TCE apura custos per capita dos Legislativos em todo o Estado

CUSTO POR HABITANTE — Levantamento do TCE mostra que Câmara custa R$ 66,46 a cada morador da cidade

Levantamento aponta custo per capita das Câmaras,
que em Santa Cruz chega a R$ 66,46 por habitante

Sérgio Fleury Moraes
Da Reportagem Local

Uma pesquisa feita pelo Tribunal de Contas do Estado de São Paulo (TCE-SP) aponta o gasto per capita das Câmaras de acordo com o número de habitantes do município. O levantamento mostra o total pago por cada habitante para o funcionamento do Legislativo. De acordo com os números, em Santa Cruz do Rio Pardo o gasto per capita é de R$ 66,46, um número que pode ser considerado baixo em comparação a outras cidades. O gasto total da Câmara Municipal da cidade, segundo dados do TCE, é de R$ 3.150.106,59. Há 18 funcionários no Legislativo.
Não há nenhuma irregularidade nos gastos e o levantamento do Tribunal de Contas é apenas um estudo de interesse público com base na transparência administrativa. A pesquisa teve como base o sistema Audesp, que reúne as informações que as próprias câmaras enviam ao TCE. Os números, entretanto, não incluem despesas com investimentos como construção de novos prédios.
A pesquisa, contudo, mostra um dado importante. Quanto menor o município no Estado, maior o gasto per capita de seu Legislativo. Os custos mais altos estão na lista de cidades com população na faixa entre 1.000 e 5.000 habitantes.
Borá, por exemplo, o menor município de São Paulo, com uma população de 836 pessoas, tem um gasto per capita do Legislativo estimado em R$ 854,60. A Câmara daquela cidade tem apenas quatro funcionários
Em Ipaussu, este índice é de R$ 94,51 por habitante, menor do que Chavantes, cujo gasto per capita com o Legislativo atinge R$ 114,44. Canitar, ex-distrito de Chavantes, tem um gasto maior: R$ 148,30 por habitante.
A pesquisa também aponta os gastos per capita de outros municípios da região, como Ourinhos (R$ 63,65), Bernardino de Campos (R$ 96,96), Piraju (R$ 57,42), Salto Grande (R$ 74,91), Espírito Santo do Turvo (R$ 181,24) e São Pedro do Turvo (R$ 119,43). Já Bauru, a 100 quilômetros de Santa Cruz e com população estimada em 374.272 habitantes, tem um gasto per capita de R$ 45,50.

‘Excesso’

Em entrevista ao jornalista Aurélio Alonso, do “Jornal da Cidade” de Bauru, o economista Reinaldo Cafeo fez uma interessante avaliação do levantamento do Tribunal de Contas. Segundo ele, o País tem municípios em excesso. “O Brasil tem cerca de 5.000 municípios e isso é uma loucura. Há município no País que é dez vezes menor do que o bairro Mary Dota de Bauru”, afirmou.
A distorção se agrava quando se sabe que os menores municípios do Estado praticamente não têm arrecadação própria, sendo dependentes dos repasses do Fundo de Participação dos Municípios e ICMs.
O economista sugere que o porte dos municípios pequenos deveria ser reavaliado pelo País. “É um fenômeno você ter uma cidade pequena com uma estrutura mínima para funcionar. Isso é proporcionalidade, o cidadão de uma cidade pequena tem um custo maior para manter o setor público, o que sobra pouco de recursos para investimentos. Isso cria uma armadilha”, avaliou.
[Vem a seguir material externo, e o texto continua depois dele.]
use chrono::{DateTime, Duration, NaiveDate, Utc};
use serde::{Deserialize, Serialize};

use super::{
    BookId, ExtendDueDateError, ExtensionDays, ExtensionError, LoanId, MemberId, ReturnLoanError,
};

/// 貸出期間の既定値（日数）
pub const DEFAULT_LOAN_PERIOD_DAYS: i64 = 14;

/// 貸出期間の上限（日数）
pub const MAX_LOAN_PERIOD_DAYS: i64 = 36_500;

/// 貸出ポリシー
#[derive(Debug, Clone, Copy, PartialEq, Eq)]
pub struct LoanPolicy {
    pub loan_period_days: i64,
}

impl LoanPolicy {
    pub fn due_date_for(&self, loan_date: DateTime<Utc>) -> DateTime<Utc> {
        loan_date + Duration::days(self.loan_period_days)
    }
}

impl Default for LoanPolicy {
    fn default() -> Self {
        Self {
            loan_period_days: DEFAULT_LOAN_PERIOD_DAYS,
        }
    }
}

/// 貸出の状態（表示用）
#[derive(Debug, Clone, Copy, PartialEq, Eq, Serialize, Deserialize)]
#[serde(rename_all = "snake_case")]
pub enum LoanStatus {
    /// 貸出中
    Active,
    /// 延滞中
    Overdue,
    /// 返却済み
    Returned,
}

impl LoanStatus {
    pub fn as_str(&self) -> &'static str {
        match self {
            LoanStatus::Active => "active",
            LoanStatus::Overdue => "overdue",
            LoanStatus::Returned => "returned",
        }
    }
}

impl std::str::FromStr for LoanStatus {
    type Err = String;

    fn from_str(s: &str) -> Result<Self, Self::Err> {
        match s {
            "active" => Ok(LoanStatus::Active),
            "overdue" => Ok(LoanStatus::Overdue),
            "returned" => Ok(LoanStatus::Returned),
            _ => Err(format!("Invalid loan status: {}", s)),
        }
    }
}

/// 貸出 - 1人の会員による1冊の書籍の1回の貸出
///
/// 不変条件：
/// - `is_returned == false` の貸出は書籍の貸出可能冊数を1冊分消費している
/// - `is_returned` は一度だけ true になり、同時に `return_date` が設定される
#[derive(Debug, Clone, PartialEq, Eq, Serialize, Deserialize)]
pub struct Loan {
    pub loan_id: LoanId,
    pub book_id: BookId,
    pub member_id: MemberId,
    pub loan_date: DateTime<Utc>,
    pub due_date: DateTime<Utc>,
    pub return_date: Option<NaiveDate>,
    pub is_returned: bool,
}

impl Loan {
    pub fn is_active(&self) -> bool {
        !self.is_returned
    }

    pub fn status(&self, now: DateTime<Utc>) -> LoanStatus {
        if self.is_returned {
            LoanStatus::Returned
        } else if is_overdue(self, now) {
            LoanStatus::Overdue
        } else {
            LoanStatus::Active
        }
    }
}

/// 純粋関数：新しい貸出を作成する
///
/// 返却期限はポリシーの貸出期間から決まる。
/// 蔵書数の減算は呼び出し側（リポジトリ）が同一トランザクションで行う。
pub fn open_loan(
    book_id: BookId,
    member_id: MemberId,
    loan_date: DateTime<Utc>,
    policy: &LoanPolicy,
) -> Loan {
    Loan {
        loan_id: LoanId::new(),
        book_id,
        member_id,
        loan_date,
        due_date: policy.due_date_for(loan_date),
        return_date: None,
        is_returned: false,
    }
}

/// 純粋関数：貸出を返却済みにする
pub fn return_loan(loan: &Loan, returned_on: NaiveDate) -> Result<Loan, ReturnLoanError> {
    if loan.is_returned {
        return Err(ReturnLoanError::AlreadyReturned);
    }

    Ok(Loan {
        is_returned: true,
        return_date: Some(returned_on),
        ..loan.clone()
    })
}

/// 純粋関数：返却期限を延長する
///
/// ビジネスルール：
/// - 返却済みは延長不可
/// - 返却期限が`now`以前（延滞中）なら延長不可。延長日数より先に判定する
/// - 延長日数は0以上
pub fn extend_due_date(
    loan: &Loan,
    additional_days: i64,
    now: DateTime<Utc>,
) -> Result<Loan, ExtendDueDateError> {
    if loan.is_returned {
        return Err(ExtendDueDateError::AlreadyReturned);
    }

    if loan.due_date <= now {
        return Err(ExtendDueDateError::Overdue);
    }

    let days = ExtensionDays::try_from(additional_days)?;
    let due_date = loan
        .due_date
        .checked_add_signed(Duration::days(i64::from(days.value())))
        .ok_or(ExtensionError::TooLarge(additional_days))?;

    Ok(Loan {
        due_date,
        ..loan.clone()
    })
}

/// 純粋関数：延滞判定（返却期限ちょうども延滞に含む）
pub fn is_overdue(loan: &Loan, now: DateTime<Utc>) -> bool {
    !loan.is_returned && loan.due_date <= now
}

#[cfg(test)]
mod tests {
    use super::*;
    use crate::domain::ExtensionError;

    fn active_loan_due_in(days: i64) -> Loan {
        let now = Utc::now();
        Loan {
            loan_id: LoanId::new(),
            book_id: BookId::new(),
            member_id: MemberId::new(),
            loan_date: now - Duration::days(1),
            due_date: now + Duration::days(days),
            return_date: None,
            is_returned: false,
        }
    }

    #[test]
    fn test_open_loan_uses_policy_period() {
        let loan_date = Utc::now();
        let policy = LoanPolicy::default();

        let loan = open_loan(BookId::new(), MemberId::new(), loan_date, &policy);

        assert_eq!(loan.loan_date, loan_date);
        assert_eq!(loan.due_date, loan_date + Duration::days(14));
        assert!(!loan.is_returned);
        assert!(loan.return_date.is_none());
    }

    #[test]
    fn test_open_loan_with_custom_policy() {
        let loan_date = Utc::now();
        let policy = LoanPolicy {
            loan_period_days: 21,
        };

        let loan = open_loan(BookId::new(), MemberId::new(), loan_date, &policy);
        assert_eq!(loan.due_date, loan_date + Duration::days(21));
    }

    #[test]
    fn test_return_loan_sets_flag_and_date() {
        let loan = active_loan_due_in(3);
        let today = Utc::now().date_naive();

        let returned = return_loan(&loan, today).unwrap();

        assert!(returned.is_returned);
        assert_eq!(returned.return_date, Some(today));
        assert_eq!(returned.due_date, loan.due_date);
    }

    #[test]
    fn test_return_loan_only_once() {
        let today = Utc::now().date_naive();
        let returned = return_loan(&active_loan_due_in(3), today).unwrap();

        let result = return_loan(&returned, today);
        assert_eq!(result.unwrap_err(), ReturnLoanError::AlreadyReturned);
    }

    #[test]
    fn test_extend_due_date_adds_days() {
        let loan = active_loan_due_in(3);

        let extended = extend_due_date(&loan, 5, Utc::now()).unwrap();

        assert_eq!(extended.due_date, loan.due_date + Duration::days(5));
    }

    #[test]
    fn test_extend_due_date_zero_days_is_allowed() {
        let loan = active_loan_due_in(3);
        let extended = extend_due_date(&loan, 0, Utc::now()).unwrap();
        assert_eq!(extended.due_date, loan.due_date);
    }

    #[test]
    fn test_extend_due_date_rejects_negative_days() {
        let loan = active_loan_due_in(3);
        let result = extend_due_date(&loan, -1, Utc::now());
        assert_eq!(
            result.unwrap_err(),
            ExtendDueDateError::InvalidExtension(ExtensionError::Negative(-1))
        );
    }

    #[test]
    fn test_extend_due_date_rejects_out_of_range_date() {
        let loan = active_loan_due_in(3);
        let days = i64::from(u32::MAX);
        let result = extend_due_date(&loan, days, Utc::now());
        assert_eq!(
            result.unwrap_err(),
            ExtendDueDateError::InvalidExtension(ExtensionError::TooLarge(days))
        );
    }

    #[test]
    fn test_extend_due_date_rejects_overdue_loan() {
        let loan = active_loan_due_in(-2);
        let result = extend_due_date(&loan, 5, Utc::now());
        assert_eq!(result.unwrap_err(), ExtendDueDateError::Overdue);
    }

    #[test]
    fn test_extend_due_date_rejects_due_exactly_now() {
        let now = Utc::now();
        let loan = Loan {
            due_date: now,
            ..active_loan_due_in(1)
        };
        assert_eq!(
            extend_due_date(&loan, 1, now).unwrap_err(),
            ExtendDueDateError::Overdue
        );
    }

    #[test]
    fn test_extend_due_date_overdue_checked_before_negative_days() {
        let loan = active_loan_due_in(-2);
        let result = extend_due_date(&loan, -1, Utc::now());
        assert_eq!(result.unwrap_err(), ExtendDueDateError::Overdue);
    }

    #[test]
    fn test_extend_due_date_rejects_returned_loan() {
        let loan = return_loan(&active_loan_due_in(3), Utc::now().date_naive()).unwrap();
        let result = extend_due_date(&loan, 1, Utc::now());
        assert_eq!(result.unwrap_err(), ExtendDueDateError::AlreadyReturned);
    }

    #[test]
    fn test_is_overdue() {
        let now = Utc::now();
        assert!(!is_overdue(&active_loan_due_in(1), now));
        assert!(is_overdue(&active_loan_due_in(-1), now));

        let returned = return_loan(&active_loan_due_in(-1), now.date_naive()).unwrap();
        assert!(!is_overdue(&returned, now));
    }

    #[test]
    fn test_loan_status() {
        let now = Utc::now();
        assert_eq!(active_loan_due_in(1).status(now), LoanStatus::Active);
        assert_eq!(active_loan_due_in(-1).status(now), LoanStatus::Overdue);

        let returned = return_loan(&active_loan_due_in(1), now.date_naive()).unwrap();
        assert_eq!(returned.status(now), LoanStatus::Returned);
    }

    #[test]
    fn test_loan_status_from_str() {
        assert_eq!("overdue".parse::<LoanStatus>().unwrap(), LoanStatus::Overdue);
        assert!("lost".parse::<LoanStatus>().is_err());
    }
}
“ENXUTA” — Pinhata garante que Câmara de Santa Cruz é econômica

Santa Cruz

Para o presidente da Câmara de Santa Cruz do Rio Pardo, vereador Paulo Pinhata (MDB), o levantamento do TCE mostra que o Legislativo do município não tem um custo alto em comparação a outras cidades. Segundo ele, até mesmo o salário dos vereadores santa-cruzenses — atualmente R$ 4.342,32 — não pode ser considerado um valor exorbitante.
Pinhata disse que a Câmara também não tem um custo de manutenção considerado alto. O presidente anunciou que está prestes a implantar um sistema gerador de energia solar para economizar na conta mensal, que hoje é de aproximadamente R$ 3 mil. “Já abrimos licitação e estamos convidando empresas do ramo. A nossa Câmara é enxuta”, afirmou.